My husband of 26 years and lover for 30 years ended his own life in San Diego, CA where he was working away from home, LEHI, UT. He was working for Sony entertainment as a game programmer. He took his life in his office at Sony. He began musing in his journals about how to commit suicide in the late summer of '04 and purchased the equiptment to do it in early December of '04. I found this after the fact in his email account where he had also sent a copy of his life insurance policy, with the note "for real this time". He then set about to destroy his life by using alcohol in excess (he never was a drinker), abusing xanax, self medicating with prozac, and anything else that would work for the moment. Somewhere in all of this, he experienced a radical personality change and I no longer recognized the man I had been married to for so long. He had always been a kind, gentle, generous, loving man. He became angry, full of imagined injustices that led to resentments, he had affairs both online and with the women he was renting a room from. He lied and lied and lied. I had no idea about any of these things until I met with the medical examiner and the investigator on his case. They told me it looked like he had been living out of his jeep and his office. I had no idea how far he had fallen. He suffered from chronic major depressive disorder. He had been hospitalized years back for being suicidal. He had been having panic attacks everyday for almost 3 years and described to me what sounded like hallucinations or delusions that made him throw up. He would have to pull over on the freeway or leave his office to do this.
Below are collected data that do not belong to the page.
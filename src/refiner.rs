//! The background refinement of the tile tree.
//!
//! The [`TileTree`] and its geometry are shared between the render thread and a single
//! refiner thread through [`SharedTerrain`]. The refiner periodically refines the tree
//! against the latest camera position and publishes a complete copy of the geometry
//! whenever the tree changed.
//!
//! Locks are always taken in the order tree, mailbox. The render thread only ever
//! tries to lock the mailbox, so it never waits for a refinement pass to finish.

use crate::{
    error::{TerrainError, TerrainResult},
    render::mailbox::{GeometrySnapshot, SnapshotMailbox},
    terrain_data::tile_tree::{RefineOutcome, TileTree},
};
use async_channel::{Receiver, Sender};
use bevy::{
    log::{debug, error, info, warn},
    math::DVec2,
};
use std::{
    sync::{
        atomic::{AtomicBool, Ordering},
        Arc, Mutex, MutexGuard, PoisonError,
    },
    thread::{self, JoinHandle},
    time::Duration,
};

/// A change of a root vertex height, forwarded from the render thread.
#[derive(Clone, Copy, Debug, PartialEq)]
pub struct HeightEdit {
    pub x: u32,
    pub y: u32,
    pub height: f64,
}

/// Noteworthy events of the terrain, reported to the diagnostic sink.
#[derive(Clone, Debug, PartialEq)]
pub enum TerrainDiagnostic {
    /// Sub tiles were skipped, because the tile store was full.
    ArenaExhausted { skipped: usize, capacity: usize },
    CameraOutOfBounds { position: DVec2 },
    GpuAllocationFailed { message: String },
    RefineFailed { message: String },
}

/// The state shared by the render thread and the refiner thread.
pub struct SharedTerrain {
    tree: Mutex<TileTree>,
    mailbox: SnapshotMailbox<GeometrySnapshot>,
    camera: Mutex<DVec2>,
    edits: Receiver<HeightEdit>,
    diagnostics: Sender<TerrainDiagnostic>,
    out_of_bounds: AtomicBool,
    arena_exhausted: AtomicBool,
}

impl SharedTerrain {
    pub fn new(
        tree: TileTree,
        edits: Receiver<HeightEdit>,
        diagnostics: Sender<TerrainDiagnostic>,
    ) -> Self {
        let mut snapshot = GeometrySnapshot::default();
        tree.write_snapshot(&mut snapshot);

        Self {
            tree: Mutex::new(tree),
            mailbox: SnapshotMailbox::new(snapshot),
            camera: Mutex::new(DVec2::ZERO),
            edits,
            diagnostics,
            out_of_bounds: AtomicBool::new(false),
            arena_exhausted: AtomicBool::new(false),
        }
    }

    pub fn set_camera(&self, position: DVec2) {
        *self.camera.lock().unwrap_or_else(PoisonError::into_inner) = position;
    }

    pub fn camera(&self) -> DVec2 {
        *self.camera.lock().unwrap_or_else(PoisonError::into_inner)
    }

    pub fn mailbox(&self) -> &SnapshotMailbox<GeometrySnapshot> {
        &self.mailbox
    }

    /// Locks the tile tree. Blocks while a refinement pass is running.
    pub fn lock_tree(&self) -> MutexGuard<'_, TileTree> {
        self.tree.lock().unwrap_or_else(PoisonError::into_inner)
    }

    pub(crate) fn report(&self, diagnostic: TerrainDiagnostic) {
        // a full or closed sink drops the diagnostic
        let _ = self.diagnostics.try_send(diagnostic);
    }

    fn apply_edits(&self, tree: &mut TileTree) {
        while let Ok(edit) = self.edits.try_recv() {
            if let Err(error) = tree.set_root_height(edit.x, edit.y, edit.height) {
                warn!("Dropped height edit: {error}");
            }
        }
    }

    /// Runs a single refinement pass and publishes the geometry if it changed.
    ///
    /// Returns the outcome of the pass, or `None` if the pass was aborted.
    pub fn refine_once(&self) -> Option<RefineOutcome> {
        let camera = self.camera();
        let mut tree = self.lock_tree();

        self.apply_edits(&mut tree);

        match tree.refine(camera) {
            Ok(outcome) => {
                if self.out_of_bounds.swap(false, Ordering::Relaxed) {
                    debug!("The camera at {camera} is back above the terrain.");
                }

                if outcome.allocation_failures > 0 {
                    let capacity = tree.store().capacity();

                    if !self.arena_exhausted.swap(true, Ordering::Relaxed) {
                        warn!(
                            "The tile store is full ({capacity} sub tiles), skipped {} sub tiles.",
                            outcome.allocation_failures
                        );
                    }

                    self.report(TerrainDiagnostic::ArenaExhausted {
                        skipped: outcome.allocation_failures,
                        capacity,
                    });
                } else {
                    self.arena_exhausted.store(false, Ordering::Relaxed);
                }

                if outcome.changed() {
                    tree.record_publish();
                    self.mailbox
                        .publish_with(|snapshot| tree.write_snapshot(snapshot));
                }

                Some(outcome)
            }
            Err(TerrainError::CameraOutOfBounds { position }) => {
                if !self.out_of_bounds.swap(true, Ordering::Relaxed) {
                    debug!("The camera at {position} is outside of the terrain, refinement paused.");
                }

                self.report(TerrainDiagnostic::CameraOutOfBounds { position });
                None
            }
            Err(error) => {
                error!("Terrain refinement failed: {error}");
                self.report(TerrainDiagnostic::RefineFailed {
                    message: error.to_string(),
                });
                None
            }
        }
    }
}

/// The worker thread that keeps refining the shared tile tree.
///
/// The thread is stopped and joined when the refiner is dropped.
pub struct BackgroundRefiner {
    stop: Arc<AtomicBool>,
    handle: Option<JoinHandle<()>>,
}

impl BackgroundRefiner {
    pub fn spawn(shared: Arc<SharedTerrain>, interval: Duration) -> TerrainResult<Self> {
        let stop = Arc::new(AtomicBool::new(false));

        let handle = {
            let stop = stop.clone();

            thread::Builder::new()
                .name("terrain-refiner".into())
                .spawn(move || {
                    while !stop.load(Ordering::Acquire) {
                        shared.refine_once();
                        thread::park_timeout(interval);
                    }
                })?
        };

        info!("Started the terrain refiner with an interval of {interval:?}.");

        Ok(Self {
            stop,
            handle: Some(handle),
        })
    }

    pub fn is_running(&self) -> bool {
        self.handle
            .as_ref()
            .is_some_and(|handle| !handle.is_finished())
    }

    /// Signals the thread to stop and waits for the current pass to finish.
    pub fn stop(&mut self) {
        let Some(handle) = self.handle.take() else {
            return;
        };

        self.stop.store(true, Ordering::Release);
        handle.thread().unpark();

        if handle.join().is_err() {
            error!("The terrain refiner panicked.");
        } else {
            info!("Stopped the terrain refiner.");
        }
    }
}

impl Drop for BackgroundRefiner {
    fn drop(&mut self) {
        self.stop();
    }
}
use bevy::math::DVec2;

/// The four corners of a grid cell, ordered `[top_left, bottom_left, top_right, bottom_right]`,
/// where "bottom" is the row with the larger index.
pub(crate) type CellCorners = [f64; 4];

/// Bilinearly interpolates the corners of a cell at the fractional offset `d`.
#[inline]
pub(crate) fn bilinear(corners: CellCorners, d: DVec2) -> f64 {
    corners[0] * (1.0 - d.x) * (1.0 - d.y)
        + corners[1] * (1.0 - d.x) * d.y
        + corners[2] * d.x * (1.0 - d.y)
        + corners[3] * d.x * d.y
}

/// Splits a continuous grid coordinate into the cell it lies in, the neighbouring cell
/// and the fractional offset, clamped to `0..=max` on both axes.
///
/// Non-finite coordinates are clamped as well, so the result always indexes the grid.
#[inline]
pub(crate) fn grid_cell(position: DVec2, max: [usize; 2]) -> ([usize; 2], [usize; 2], DVec2) {
    let axis = |value: f64, max: usize| {
        // `f64::max` discards NaN
        let value = value.max(0.0).min(max as f64);
        let cell = value.floor() as usize;
        let next = if cell + 1 > max { cell } else { cell + 1 };
        (cell, next, value - cell as f64)
    };

    let (x, x2, dx) = axis(position.x, max[0]);
    let (y, y2, dy) = axis(position.y, max[1]);

    ([x, y], [x2, y2], DVec2::new(dx, dy))
}

#[cfg(test)]
mod tests {
    use super::*;

    #[test]
    fn clamps_non_finite() {
        let (cell, next, d) = grid_cell(DVec2::new(f64::NAN, f64::INFINITY), [4, 4]);

        assert_eq!(cell, [0, 4]);
        assert_eq!(next, [1, 4]);
        assert_eq!(d, DVec2::ZERO);
    }

    #[test]
    fn interpolates_corners() {
        let corners = [0.0, 1.0, 2.0, 3.0];

        assert_eq!(bilinear(corners, DVec2::ZERO), 0.0);
        assert_eq!(bilinear(corners, DVec2::new(1.0, 1.0)), 3.0);
        assert_eq!(bilinear(corners, DVec2::new(0.5, 0.5)), 1.5);
    }
}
I knew when I married him that he had mental health issues, but I was unprepared for the horrific emotional tsunami that ended with his suicide. I hate to say it, but the suicide was the easiest part of the whole ordeal. The radical personality shift, the lying, the hurtful things he said and did and specifically blaming me in the suicide note for his decision to kill himself. I guess I had become the person he blamed for all his suffering. I can't seem to get past that.
There were so many people in his life that were strangers that helped to depersonalize both myself and our children. He definitely isolated himself from those who really loved him.
I don't know if it is fortunate or not....but I did have forewarning. I also have his journals, some of which is in english and the other part is written in a variation of the tolkein script (something he had always done). I spoke to his boss at work and he told me that he had seen the ballon party kit there the entire time he shared the office with Jeff. The book "The Final Exit", was found at the scene. I also found the drawings and the shopping list in a notebook. I later read all of his emails and found a zip file that included his suicide plans.
It is really hard not to find yourself questioning your own sanity. I guess the fact that you can't get your brain around it is proof enough that it involves a trip into madness. Too bad it is not enough to relieve the pain of a broken hearts, shattered dreams, broken families, broken promises....that the stuff that really hurts.
People tell me how lucky I am and how he must of loved me to have held on long enough to make sure I was taken care of. As for me, I am not so sure of that.